> [Problem to solve] Nothing but a number is needed: the count of lines below that include "username".

> [Supplied data]
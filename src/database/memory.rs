use std::collections::BTreeMap;

use async_trait::async_trait;
use chrono::Utc;
use tokio::sync::RwLock;

use super::manager::DatabaseError;
use super::models::*;
use super::store::{Store, StoreResult};

#[derive(Default)]
struct Tables {
    next_id: i64,
    families: BTreeMap<i64, Family>,
    users: BTreeMap<i64, User>,
    tasks: BTreeMap<i64, Task>,
    meals: BTreeMap<i64, Meal>,
    recipes: BTreeMap<i64, Recipe>,
    grocery_items: BTreeMap<i64, GroceryItem>,
    thoughts: BTreeMap<i64, Thought>,
}

impl Tables {
    fn allocate_id(&mut self) -> i64 {
        self.next_id += 1;
        self.next_id
    }

    fn build_ingredients(&mut self, recipe_id: i64, inputs: Vec<IngredientInput>) -> Vec<RecipeIngredient> {
        inputs
            .into_iter()
            .map(|input| RecipeIngredient {
                id: self.allocate_id(),
                recipe_id,
                name: input.name,
                quantity: input.quantity,
            })
            .collect()
    }
}

/// Process-local store with the same semantics as `PgStore`.
///
/// One lock guards all tables so multi-row operations (recipe with
/// ingredients, recipe delete clearing meal references) stay atomic.
#[derive(Default)]
pub struct MemoryStore {
    tables: RwLock<Tables>,
}

impl MemoryStore {
    pub fn new() -> Self {
        Self::default()
    }
}

#[async_trait]
impl Store for MemoryStore {
    async fn ping(&self) -> StoreResult<()> {
        Ok(())
    }

    async fn find_family(&self, id: i64) -> StoreResult<Option<Family>> {
        Ok(self.tables.read().await.families.get(&id).cloned())
    }

    async fn find_family_by_name(&self, name: &str) -> StoreResult<Option<Family>> {
        let tables = self.tables.read().await;
        Ok(tables.families.values().find(|f| f.name == name).cloned())
    }

    async fn create_family(&self, name: &str) -> StoreResult<Family> {
        let mut tables = self.tables.write().await;
        if tables.families.values().any(|f| f.name == name) {
            return Err(DatabaseError::Conflict(format!("family '{}' already exists", name)));
        }
        let family = Family {
            id: tables.allocate_id(),
            name: name.to_string(),
        };
        tables.families.insert(family.id, family.clone());
        Ok(family)
    }

    async fn find_user(&self, id: i64) -> StoreResult<Option<User>> {
        Ok(self.tables.read().await.users.get(&id).cloned())
    }

    async fn find_user_by_username(&self, username: &str) -> StoreResult<Option<User>> {
        let tables = self.tables.read().await;
        Ok(tables.users.values().find(|u| u.username == username).cloned())
    }

    async fn create_user(&self, user: NewUser) -> StoreResult<User> {
        let mut tables = self.tables.write().await;
        if tables.users.values().any(|u| u.username == user.username) {
            return Err(DatabaseError::Conflict(format!("username '{}' already exists", user.username)));
        }
        let user = User {
            id: tables.allocate_id(),
            username: user.username,
            password_hash: user.password_hash,
            email: user.email,
            is_accepted: user.is_accepted,
            family_id: user.family_id,
        };
        tables.users.insert(user.id, user.clone());
        Ok(user)
    }

    async fn list_family_users(&self, family_id: i64) -> StoreResult<Vec<User>> {
        let tables = self.tables.read().await;
        Ok(tables.users.values().filter(|u| u.family_id == family_id).cloned().collect())
    }

    async fn set_user_accepted(&self, id: i64, accepted: bool) -> StoreResult<Option<User>> {
        let mut tables = self.tables.write().await;
        Ok(tables.users.get_mut(&id).map(|user| {
            user.is_accepted = accepted;
            user.clone()
        }))
    }

    async fn list_tasks(&self, family_id: i64) -> StoreResult<Vec<Task>> {
        let tables = self.tables.read().await;
        Ok(tables.tasks.values().filter(|t| t.family_id == family_id).cloned().collect())
    }

    async fn find_task(&self, id: i64) -> StoreResult<Option<Task>> {
        Ok(self.tables.read().await.tasks.get(&id).cloned())
    }

    async fn create_task(&self, task: NewTask) -> StoreResult<Task> {
        let mut tables = self.tables.write().await;
        let task = Task {
            id: tables.allocate_id(),
            title: task.title,
            description: task.description,
            completed: task.completed,
            family_id: task.family_id,
            author_id: task.author_id,
            assigned_user_id: task.assigned_user_id,
        };
        tables.tasks.insert(task.id, task.clone());
        Ok(task)
    }

    async fn update_task(&self, id: i64, changes: TaskChanges) -> StoreResult<Option<Task>> {
        let mut tables = self.tables.write().await;
        Ok(tables.tasks.get_mut(&id).map(|task| {
            if let Some(title) = changes.title {
                task.title = title;
            }
            if let Some(description) = changes.description {
                task.description = Some(description);
            }
            if let Some(completed) = changes.completed {
                task.completed = completed;
            }
            if let Some(assigned) = changes.assigned_user_id {
                task.assigned_user_id = Some(assigned);
            }
            task.clone()
        }))
    }

    async fn delete_task(&self, id: i64) -> StoreResult<bool> {
        Ok(self.tables.write().await.tasks.remove(&id).is_some())
    }

    async fn list_meals(&self, family_id: i64) -> StoreResult<Vec<Meal>> {
        let tables = self.tables.read().await;
        Ok(tables.meals.values().filter(|m| m.family_id == family_id).cloned().collect())
    }

    async fn find_meal(&self, id: i64) -> StoreResult<Option<Meal>> {
        Ok(self.tables.read().await.meals.get(&id).cloned())
    }

    async fn create_meal(&self, meal: NewMeal) -> StoreResult<Meal> {
        let mut tables = self.tables.write().await;
        let meal = Meal {
            id: tables.allocate_id(),
            name: meal.name,
            date: meal.date,
            meal_time: meal.meal_time,
            recipe_id: meal.recipe_id,
            family_id: meal.family_id,
        };
        tables.meals.insert(meal.id, meal.clone());
        Ok(meal)
    }

    async fn update_meal(&self, id: i64, changes: MealChanges) -> StoreResult<Option<Meal>> {
        let mut tables = self.tables.write().await;
        Ok(tables.meals.get_mut(&id).map(|meal| {
            if let Some(name) = changes.name {
                meal.name = name;
            }
            if let Some(date) = changes.date {
                meal.date = Some(date);
            }
            if let Some(meal_time) = changes.meal_time {
                meal.meal_time = Some(meal_time);
            }
            if let Some(recipe_id) = changes.recipe_id {
                meal.recipe_id = Some(recipe_id);
            }
            meal.clone()
        }))
    }

    async fn delete_meal(&self, id: i64) -> StoreResult<bool> {
        Ok(self.tables.write().await.meals.remove(&id).is_some())
    }

    async fn list_recipes(&self, family_id: i64) -> StoreResult<Vec<Recipe>> {
        let tables = self.tables.read().await;
        Ok(tables.recipes.values().filter(|r| r.family_id == family_id).cloned().collect())
    }

    async fn find_recipe(&self, id: i64) -> StoreResult<Option<Recipe>> {
        Ok(self.tables.read().await.recipes.get(&id).cloned())
    }

    async fn create_recipe(&self, recipe: NewRecipe) -> StoreResult<Recipe> {
        let mut tables = self.tables.write().await;
        let id = tables.allocate_id();
        let ingredients = tables.build_ingredients(id, recipe.ingredients);
        let recipe = Recipe {
            id,
            name: recipe.name,
            instructions: recipe.instructions,
            family_id: recipe.family_id,
            ingredients,
        };
        tables.recipes.insert(id, recipe.clone());
        Ok(recipe)
    }

    async fn update_recipe(&self, id: i64, changes: RecipeChanges) -> StoreResult<Option<Recipe>> {
        let mut tables = self.tables.write().await;
        if !tables.recipes.contains_key(&id) {
            return Ok(None);
        }
        let replacement = changes
            .ingredients
            .map(|inputs| tables.build_ingredients(id, inputs));

        Ok(tables.recipes.get_mut(&id).map(|recipe| {
            if let Some(name) = changes.name {
                recipe.name = name;
            }
            if let Some(instructions) = changes.instructions {
                recipe.instructions = instructions;
            }
            if let Some(ingredients) = replacement {
                recipe.ingredients = ingredients;
            }
            recipe.clone()
        }))
    }

    async fn delete_recipe(&self, id: i64) -> StoreResult<bool> {
        let mut tables = self.tables.write().await;
        if tables.recipes.remove(&id).is_none() {
            return Ok(false);
        }
        for meal in tables.meals.values_mut() {
            if meal.recipe_id == Some(id) {
                meal.recipe_id = None;
            }
        }
        Ok(true)
    }

    async fn list_grocery_items(&self, family_id: i64) -> StoreResult<Vec<GroceryItem>> {
        let tables = self.tables.read().await;
        Ok(tables
            .grocery_items
            .values()
            .filter(|g| g.family_id == family_id)
            .cloned()
            .collect())
    }

    async fn find_grocery_item(&self, id: i64) -> StoreResult<Option<GroceryItem>> {
        Ok(self.tables.read().await.grocery_items.get(&id).cloned())
    }

    async fn create_grocery_item(&self, item: NewGroceryItem) -> StoreResult<GroceryItem> {
        let mut tables = self.tables.write().await;
        let item = GroceryItem {
            id: tables.allocate_id(),
            name: item.name,
            quantity: item.quantity,
            category: item.category,
            is_completed: item.is_completed,
            family_id: item.family_id,
        };
        tables.grocery_items.insert(item.id, item.clone());
        Ok(item)
    }

    async fn update_grocery_item(&self, id: i64, changes: GroceryItemChanges) -> StoreResult<Option<GroceryItem>> {
        let mut tables = self.tables.write().await;
        Ok(tables.grocery_items.get_mut(&id).map(|item| {
            if let Some(name) = changes.name {
                item.name = name;
            }
            if let Some(quantity) = changes.quantity {
                item.quantity = quantity;
            }
            if let Some(category) = changes.category {
                item.category = category;
            }
            if let Some(is_completed) = changes.is_completed {
                item.is_completed = is_completed;
            }
            item.clone()
        }))
    }

    async fn delete_grocery_item(&self, id: i64) -> StoreResult<bool> {
        Ok(self.tables.write().await.grocery_items.remove(&id).is_some())
    }

    async fn create_thought(&self, thought: NewThought) -> StoreResult<Thought> {
        let mut tables = self.tables.write().await;
        let thought = Thought {
            id: tables.allocate_id(),
            content: thought.content,
            timestamp: Utc::now(),
            user_id: thought.user_id,
            family_id: thought.family_id,
        };
        tables.thoughts.insert(thought.id, thought.clone());
        Ok(thought)
    }

    async fn list_thoughts(&self, family_id: i64, offset: i64, limit: i64) -> StoreResult<Vec<Thought>> {
        let tables = self.tables.read().await;
        let mut thoughts: Vec<Thought> = tables
            .thoughts
            .values()
            .filter(|t| t.family_id == family_id)
            .cloned()
            .collect();
        thoughts.sort_by(|a, b| b.timestamp.cmp(&a.timestamp).then(b.id.cmp(&a.id)));

        Ok(thoughts
            .into_iter()
            .skip(offset.max(0) as usize)
            .take(limit.max(0) as usize)
            .collect())
    }

    async fn count_thoughts(&self, family_id: i64) -> StoreResult<i64> {
        let tables = self.tables.read().await;
        Ok(tables.thoughts.values().filter(|t| t.family_id == family_id).count() as i64)
    }
}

> [Expected answer] 5